use indexmap::IndexMap;

/// Result alias used throughout the crate.
pub type Result<T> = std::result::Result<T, SchemaError>;

/// Error type for field, registry and schema operations.
///
/// Validation never produces these for bad data: `validate` answers with a
/// boolean. Errors come from construction, from `dump` conversions and from
/// registry lookups.
#[derive(Debug, Clone, PartialEq, Eq, thiserror::Error)]
pub enum SchemaError {
    /// A constructor received an argument that breaks one of its invariants.
    #[error("invalid argument: {reason}")]
    InvalidArgument { reason: String },

    /// Neither a known kind name nor a known kind id.
    #[error("invalid field kind `{value}`")]
    InvalidKind { value: String },

    /// Numeric coercion was attempted on a non-numeric value.
    #[error("Not a numeric value")]
    NotNumeric,

    /// `dump` received a value it cannot convert for the field's kind.
    #[error("Invalid value")]
    InvalidValue,

    /// The schema id has no registry entry.
    #[error("`{schema}` has not been registered")]
    NotRegistered { schema: String },

    /// The schema id already has a registry entry.
    #[error("`{schema}` has already been registered")]
    AlreadyRegistered { schema: String },

    /// A constraint was supplied for a kind that does not support it.
    #[error("{kind} does not support {constraint}")]
    UnsupportedConstraint { kind: String, constraint: String },

    /// The type name is neither a builtin kind nor a known schema type.
    #[error("unknown field type `{type_name}`")]
    UnknownType { type_name: String },

    /// A field declaration resolved to no name.
    #[error("name is missing")]
    MissingName,

    /// The schema declaration does not bind a model.
    #[error("`{schema}` has no model defined")]
    NoModelDefined { schema: String },

    /// The bound model name does not resolve to a known model.
    #[error("model `{model}` does not exist")]
    ModelNotFound { model: String },

    /// Compiling the schema re-entered its own compilation.
    #[error("cyclic schema reference: {path}")]
    CyclicSchema { path: String },

    /// One or more attributes failed to dump; messages keyed by attribute.
    #[error("{}", render_errors(.errors))]
    DumpFailed { errors: IndexMap<String, String> },

    /// JSON encoding or decoding failed.
    #[error("serialization failed: {error}")]
    Serialization { error: String },
}

impl SchemaError {
    pub(crate) fn invalid_argument(reason: impl Into<String>) -> Self {
        Self::InvalidArgument {
            reason: reason.into(),
        }
    }

    pub(crate) fn not_registered(schema: impl Into<String>) -> Self {
        Self::NotRegistered {
            schema: schema.into(),
        }
    }

    pub(crate) fn unsupported(kind: impl Into<String>, constraint: impl Into<String>) -> Self {
        Self::UnsupportedConstraint {
            kind: kind.into(),
            constraint: constraint.into(),
        }
    }

    /// Broad error category for grouping in logs.
    #[must_use]
    pub fn category(&self) -> &str {
        match self {
            Self::InvalidArgument { .. } | Self::InvalidKind { .. } => "argument",
            Self::NotNumeric | Self::InvalidValue | Self::DumpFailed { .. } => "value",
            Self::NotRegistered { .. } | Self::AlreadyRegistered { .. } => "registry",
            Self::UnsupportedConstraint { .. }
            | Self::UnknownType { .. }
            | Self::MissingName => "factory",
            Self::NoModelDefined { .. }
            | Self::ModelNotFound { .. }
            | Self::CyclicSchema { .. } => "schema",
            Self::Serialization { .. } => "serialization",
        }
    }

    /// Machine-readable error code for programmatic handling.
    #[must_use]
    pub fn code(&self) -> &str {
        match self {
            Self::InvalidArgument { .. } => "SCHEMA_INVALID_ARGUMENT",
            Self::InvalidKind { .. } => "SCHEMA_INVALID_KIND",
            Self::NotNumeric => "SCHEMA_NOT_NUMERIC",
            Self::InvalidValue => "SCHEMA_INVALID_VALUE",
            Self::NotRegistered { .. } => "SCHEMA_NOT_REGISTERED",
            Self::AlreadyRegistered { .. } => "SCHEMA_ALREADY_REGISTERED",
            Self::UnsupportedConstraint { .. } => "SCHEMA_UNSUPPORTED_CONSTRAINT",
            Self::UnknownType { .. } => "SCHEMA_UNKNOWN_TYPE",
            Self::MissingName => "SCHEMA_MISSING_NAME",
            Self::NoModelDefined { .. } => "SCHEMA_NO_MODEL",
            Self::ModelNotFound { .. } => "SCHEMA_MODEL_NOT_FOUND",
            Self::CyclicSchema { .. } => "SCHEMA_CYCLE",
            Self::DumpFailed { .. } => "SCHEMA_DUMP_FAILED",
            Self::Serialization { .. } => "SCHEMA_SER",
        }
    }

    /// Whether the operation might succeed if retried with the same input.
    ///
    /// Everything here is deterministic, so this is always `false`.
    #[must_use]
    pub fn is_retryable(&self) -> bool {
        false
    }
}

impl From<serde_json::Error> for SchemaError {
    fn from(err: serde_json::Error) -> Self {
        Self::Serialization {
            error: err.to_string(),
        }
    }
}

fn render_errors(errors: &IndexMap<String, String>) -> String {
    serde_json::to_string(errors).unwrap_or_else(|_| format!("{errors:?}"))
}

#[cfg(test)]
mod tests {
    use super::*;

    #[test]
    fn conversion_messages_are_stable() {
        assert_eq!(SchemaError::InvalidValue.to_string(), "Invalid value");
        assert_eq!(SchemaError::NotNumeric.to_string(), "Not a numeric value");
    }

    #[test]
    fn display_messages() {
        let err = SchemaError::NotRegistered {
            schema: "app::UserSchema".into(),
        };
        assert_eq!(err.to_string(), "`app::UserSchema` has not been registered");

        let err = SchemaError::unsupported("BOOL", "range");
        assert_eq!(err.to_string(), "BOOL does not support range");

        let err = SchemaError::invalid_argument("min greater than max");
        assert_eq!(err.to_string(), "invalid argument: min greater than max");
    }

    #[test]
    fn dump_failed_renders_as_json_in_insertion_order() {
        let mut errors = IndexMap::new();
        errors.insert("id".to_owned(), "Invalid value".to_owned());
        errors.insert("username".to_owned(), "Not a numeric value".to_owned());

        let err = SchemaError::DumpFailed { errors };
        assert_eq!(
            err.to_string(),
            r#"{"id":"Invalid value","username":"Not a numeric value"}"#
        );
    }

    #[test]
    fn codes_are_unique_per_variant() {
        let errors = vec![
            SchemaError::invalid_argument(""),
            SchemaError::InvalidKind {
                value: String::new(),
            },
            SchemaError::NotNumeric,
            SchemaError::InvalidValue,
            SchemaError::not_registered(""),
            SchemaError::AlreadyRegistered {
                schema: String::new(),
            },
            SchemaError::unsupported("", ""),
            SchemaError::UnknownType {
                type_name: String::new(),
            },
            SchemaError::MissingName,
            SchemaError::NoModelDefined {
                schema: String::new(),
            },
            SchemaError::ModelNotFound {
                model: String::new(),
            },
            SchemaError::CyclicSchema {
                path: String::new(),
            },
            SchemaError::DumpFailed {
                errors: IndexMap::new(),
            },
            SchemaError::Serialization {
                error: String::new(),
            },
        ];

        let codes: Vec<&str> = errors.iter().map(SchemaError::code).collect();
        for code in &codes {
            assert!(code.starts_with("SCHEMA_"), "unexpected code: {code}");
        }

        let mut sorted = codes.clone();
        sorted.sort_unstable();
        sorted.dedup();
        assert_eq!(sorted.len(), codes.len(), "codes should be unique");

        for err in &errors {
            assert!(!err.is_retryable(), "should not be retryable: {err:?}");
        }
    }

    #[test]
    fn categories() {
        assert_eq!(SchemaError::NotNumeric.category(), "value");
        assert_eq!(SchemaError::MissingName.category(), "factory");
        assert_eq!(SchemaError::not_registered("x").category(), "registry");
    }
}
+---+
= Problem =
Lines containing the string "received" are the ones to copy from the entries above.

= Written solution =
    /// A constructor received an argument that breaks one of its invariants.
    /// `dump` received a value it cannot convert for the field's kind.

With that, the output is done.